Last night, it happened. Instead of wanting a snuggle and a song tonight, J just wanted to go to bed.

I wasn’t ready for this. He’s my baby! My little tiny boy, who loves snuggles and kisses and resting his head on mama’s chest while she sings!


Granted, he was totally pooped. We had had dinner at our friends’ house, where he also jumped on the trampoline and chased the dog all night. He was more exhausted than normal at bedtime. He even ran amok around the basement right up until the moment I scooped him up and went into his dark bedroom. When I leaned over the crib to get his swaddle, he just sort of lurched forward into the crib – to be honest, I almost lost my hold on him and dropped him in there for real. He just reached down in there, and so I said, “Do you want to just lay down?” and he answered in his little “yes” grunts.

Breaking a mama’s heart.

After I read and sang to EK (at least someone needs it!) I texted my friend Ginna (whose house we had been at), and told her about it. Her response? Yay for another little one on the way, and I will get snuggles for months. That’s a good friend with the perfect reminder! But still… here’s hoping that it was just a fluke, and he’ll still need some snuggles tonight. I’m not ready for my baby to be a big boy.

Things Toddlers Say

Sorry for totally missing Tuesday… Cinco de Mayo got me off. Ha! Blame it on anything, right? Anyway, here’s a normal Things Toddlers Say on your Hump Day!

Also, I’ve been thinking… I would technically put EK into the “preschooler” category nowadays, since she’s three and all. I’m going to have to come up with a new branding for this series! I’m taking suggestions. (Note: I like alliteration.) Moving on…

Every once in a while, J puts up one hell of a fight against his car seat. I’m almost unable to get him in there when it’s just me. This particular one of those times, Hubby was helping from the front seat (aka pushing down J’s hips so I could wrestle the screaming, flailing kid). And then Hubby says, “Come on, Joseph! Put your arms in the fun straps!” I was basically worthless after that, dissolving into giggles.
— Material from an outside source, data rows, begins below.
//! OpenAPI document loading: extract operations, parameters, and responses

use std::collections::BTreeMap;
use std::path::Path;

use serde_json::Value;

use apiprobe_core::{DeclaredResponse, Operation, ParamLocation, Parameter, RequestBodySpec};

const METHODS: [&str; 7] = ["get", "post", "put", "delete", "patch", "head", "options"];

/// A loaded document: the operations plus `components.schemas` for `$ref`.
#[derive(Debug, Clone)]
pub struct ApiSpec {
    pub operations: Vec<Operation>,
    pub components: Value,
}

impl ApiSpec {
    /// Build from an already parsed document.
    #[must_use]
    pub fn from_document(document: &Value) -> Self {
        let components = document
            .get("components")
            .and_then(|c| c.get("schemas"))
            .cloned()
            .unwrap_or_else(|| serde_json::json!({}));
        Self {
            operations: extract_operations(document),
            components,
        }
    }
}

/// Read and parse an OpenAPI document.
///
/// # Errors
///
/// Fails if the file cannot be read, does not parse, or declares no operations.
pub fn load_spec(path: &Path) -> Result<ApiSpec, SpecError> {
    let content = std::fs::read_to_string(path)
        .map_err(|e| SpecError::Io(format!("{}: {e}", path.display())))?;
    let document = parse_spec(path, &content)?;
    let spec = ApiSpec::from_document(&document);
    if spec.operations.is_empty() {
        return Err(SpecError::NoOperations);
    }
    tracing::debug!(
        operations = spec.operations.len(),
        path = %path.display(),
        "loaded OpenAPI document"
    );
    Ok(spec)
}

/// Parse an OpenAPI document from JSON or YAML.
///
/// Detection strategy: try extension first (`.yaml`/`.yml`), then fall back to
/// content sniffing (leading `{` → JSON, otherwise YAML).
pub fn parse_spec(path: &Path, content: &str) -> Result<Value, SpecError> {
    let ext = path
        .extension()
        .and_then(|e| e.to_str())
        .unwrap_or("")
        .to_ascii_lowercase();

    match ext.as_str() {
        "yaml" | "yml" => from_yaml(content),
        "json" => from_json(content),
        _ => {
            // Content sniffing: trimmed first char
            if content.trim_start().starts_with('{') {
                from_json(content)
            } else {
                from_yaml(content)
            }
        }
    }
}

fn from_json(content: &str) -> Result<Value, SpecError> {
    serde_json::from_str(content).map_err(|e| SpecError::Parse(format!("Invalid JSON: {e}")))
}

/// YAML documents often use unquoted status keys (`200:`), so go through
/// `serde_yml::Value` and let serde_json stringify non-string map keys.
fn from_yaml(content: &str) -> Result<Value, SpecError> {
    let yaml: serde_yml::Value =
        serde_yml::from_str(content).map_err(|e| SpecError::Parse(format!("Invalid YAML: {e}")))?;
    serde_json::to_value(yaml).map_err(|e| SpecError::Parse(format!("Invalid YAML: {e}")))
}

/// Walk `paths` (key order) and collect every declared operation.
pub fn extract_operations(document: &Value) -> Vec<Operation> {
    let mut ops = Vec::new();
    let shared_params = document
        .get("components")
        .and_then(|c| c.get("parameters"))
        .cloned()
        .unwrap_or(Value::Null);

    let Some(paths) = document.get("paths").and_then(Value::as_object) else {
        return ops;
    };

    for (path, path_item) in paths {
        for method in METHODS {
            let Some(operation) = path_item.get(method) else {
                continue;
            };

            // Path-level parameters first; operation-level ones override by (name, in)
            let mut parameters: Vec<Parameter> = Vec::new();
            for source in [path_item.get("parameters"), operation.get("parameters")]
                .into_iter()
                .flatten()
            {
                let Some(params) = source.as_array() else {
                    continue;
                };
                for param in params {
                    let Some(p) = parse_parameter(param, &shared_params) else {
                        continue;
                    };
                    parameters.retain(|existing| {
                        !(existing.name == p.name && existing.location == p.location)
                    });
                    parameters.push(p);
                }
            }

            let request_body = operation
                .get("requestBody")
                .and_then(|rb| rb.get("content"))
                .and_then(|c| c.get("application/json"))
                .map(|media| RequestBodySpec {
                    schema: media.get("schema").cloned(),
                    example: media.get("example").cloned(),
                });

            let responses: BTreeMap<String, DeclaredResponse> = operation
                .get("responses")
                .and_then(Value::as_object)
                .map(|responses| {
                    responses
                        .iter()
                        .map(|(status, resp)| {
                            let content_types = resp
                                .get("content")
                                .and_then(Value::as_object)
                                .map(|c| c.keys().cloned().collect())
                                .unwrap_or_default();
                            (status.clone(), DeclaredResponse { content_types })
                        })
                        .collect()
                })
                .unwrap_or_default();

            ops.push(Operation {
                method: method.to_ascii_uppercase(),
                path: path.clone(),
                parameters,
                request_body,
                responses,
            });
        }
    }

    ops
}

fn parse_parameter(param: &Value, shared: &Value) -> Option<Parameter> {
    if let Some(reference) = param.get("$ref").and_then(Value::as_str) {
        let name = reference.strip_prefix("#/components/parameters/")?;
        return parse_parameter(shared.get(name)?, &Value::Null);
    }

    let name = param.get("name")?.as_str()?.to_string();
    let location = match param.get("in")?.as_str()? {
        "path" => ParamLocation::Path,
        "query" => ParamLocation::Query,
        "header" => ParamLocation::Header,
        _ => return None,
    };
    let schema = param
        .get("schema")
        .cloned()
        .unwrap_or_else(|| serde_json::json!({"type": "string"}));
    let required = param
        .get("required")
        .and_then(Value::as_bool)
        .unwrap_or(false);

    Some(Parameter {
        name,
        location,
        schema,
        required,
        example: param.get("example").cloned(),
    })
}

#[derive(Debug, thiserror::Error)]
pub enum SpecError {
    #[error("IO error: {0}")]
    Io(String),
    #[error("Parse error: {0}")]
    Parse(String),
    #[error("No operations found in OpenAPI document")]
    NoOperations,
}

#[cfg(test)]
mod tests {
    use super::*;
    use serde_json::json;

    fn petstore() -> Value {
        json!({
            "openapi": "3.0.3",
            "info": {"title": "Pets", "version": "1.0"},
            "paths": {
                "/pets": {
                    "get": {
                        "parameters": [
                            {"name": "limit", "in": "query", "schema": {"type": "integer"}}
                        ],
                        "responses": {
                            "200": {"content": {"application/json": {"schema": {"type": "array"}}}},
                            "default": {"description": "error"}
                        }
                    },
                    "post": {
                        "requestBody": {
                            "content": {
                                "application/json": {
                                    "schema": {"$ref": "#/components/schemas/Pet"}
                                }
                            }
                        },
                        "responses": {"201": {}}
                    }
                },
                "/pets/{petId}": {
                    "parameters": [
                        {"name": "petId", "in": "path", "required": true, "schema": {"type": "string"}}
                    ],
                    "get": {
                        "parameters": [
                            {"name": "petId", "in": "path", "required": true, "schema": {"type": "integer"}},
                            {"$ref": "#/components/parameters/Verbose"}
                        ],
                        "responses": {"200": {}}
                    },
                    "delete": {"responses": {"204": {}}}
                }
            },
            "components": {
                "schemas": {
                    "Pet": {"type": "object", "required": ["name"], "properties": {"name": {"type": "string"}}}
                },
                "parameters": {
                    "Verbose": {"name": "verbose", "in": "query", "schema": {"type": "boolean"}}
                }
            }
        })
    }

    #[test]
    fn extract_operations_from_document() {
        let ops = extract_operations(&petstore());
        let labels: Vec<String> = ops.iter().map(Operation::label).collect();
        assert_eq!(
            labels,
            vec!["GET /pets", "POST /pets", "GET /pets/{petId}", "DELETE /pets/{petId}"]
        );

        let list = &ops[0];
        assert_eq!(list.parameters.len(), 1);
        assert_eq!(list.parameters[0].location, ParamLocation::Query);
        assert_eq!(
            list.responses["200"].content_types,
            vec!["application/json".to_string()]
        );
        assert!(list.responses["default"].content_types.is_empty());

        let create = &ops[1];
        let body = create.request_body.as_ref().unwrap();
        assert!(body.schema.is_some());
        assert!(body.example.is_none());
    }

    #[test]
    fn operation_parameters_override_path_level() {
        let ops = extract_operations(&petstore());
        let get_pet = &ops[2];
        assert_eq!(get_pet.parameters.len(), 2);
        let pet_id = get_pet.parameters.iter().find(|p| p.name == "petId").unwrap();
        assert_eq!(pet_id.schema, json!({"type": "integer"}));
        assert!(pet_id.required);

        let verbose = get_pet.parameters.iter().find(|p| p.name == "verbose").unwrap();
        assert_eq!(verbose.location, ParamLocation::Query);

        // DELETE inherits the path-level parameter untouched
        assert_eq!(ops[3].parameters[0].schema, json!({"type": "string"}));
    }

    #[test]
    fn components_are_kept_for_refs() {
        let spec = ApiSpec::from_document(&petstore());
        assert!(spec.components.get("Pet").is_some());
    }

    #[test]
    fn parse_spec_json_by_extension() {
        let v = parse_spec(Path::new("api.json"), r#"{"openapi": "3.0.0"}"#).unwrap();
        assert_eq!(v["openapi"], "3.0.0");
    }

    #[test]
    fn parse_spec_yaml_by_extension() {
        let v = parse_spec(Path::new("api.yml"), "openapi: 3.0.0\npaths: {}\n").unwrap();
        assert_eq!(v["openapi"], "3.0.0");
    }

    #[test]
    fn parse_spec_sniffs_content() {
        let json = parse_spec(Path::new("api"), r#"  {"a": 1}"#).unwrap();
        assert_eq!(json["a"], 1);
        let yaml = parse_spec(Path::new("api"), "a: 1\n").unwrap();
        assert_eq!(yaml["a"], 1);
    }

    #[test]
    fn parse_spec_yaml_numeric_status_keys() {
        let yaml = "paths:\n  /x:\n    get:\n      responses:\n        200:\n          description: ok\n";
        let doc = parse_spec(Path::new("api.yaml"), yaml).unwrap();
        let ops = extract_operations(&doc);
        assert!(ops[0].responses.contains_key("200"));
    }

    #[test]
    fn parse_spec_invalid_json_error() {
        let err = parse_spec(Path::new("api.json"), "{not json").unwrap_err();
        assert!(err.to_string().contains("Invalid JSON"));
    }

    #[test]
    fn load_spec_rejects_empty_document() {
        let dir = tempfile::tempdir().unwrap();
        let path = dir.path().join("empty.yaml");
        std::fs::write(&path, "openapi: 3.0.0\npaths: {}\n").unwrap();
        assert!(matches!(load_spec(&path), Err(SpecError::NoOperations)));
    }

    #[test]
    fn load_spec_missing_file() {
        let err = load_spec(Path::new("/definitely/not/here.yaml")).unwrap_err();
        assert!(matches!(err, SpecError::Io(_)));
    }

    #[test]
    fn load_spec_from_file() {
        let dir = tempfile::tempdir().unwrap();
        let path = dir.path().join("pets.json");
        std::fs::write(&path, petstore().to_string()).unwrap();
        let spec = load_spec(&path).unwrap();
        assert_eq!(spec.operations.len(), 4);
    }
}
After walking through her grandmother Annie’s garden one afternoon, EK brought me a flower.
Annie: Can you tell Mommy it’s a verbena?
EK: Here Mommy! It’s a banana!
Me: Thanks, sweetie! I thought bananas were yellow! (Verbena is white, FYI. I wouldn’t have known unless I was holding it.)

EK’s new, really sweet thing: I lub you.

J’s new favorite word (said whenever he sees a camera or a phone): CHEESE!!!!!!!

What’s your toddler saying?

My Journey as a Mother: Family Planning (or Lack Thereof)

I’ve been inspired the past couple of weeks to write about our family planning. Or lack thereof. There have been several articles I’ve read on the subject, about opinions on child spacing, and in the light of #mommitment I wanted to share my story (lest y’all think I’m crazy for having my three under three and a half).  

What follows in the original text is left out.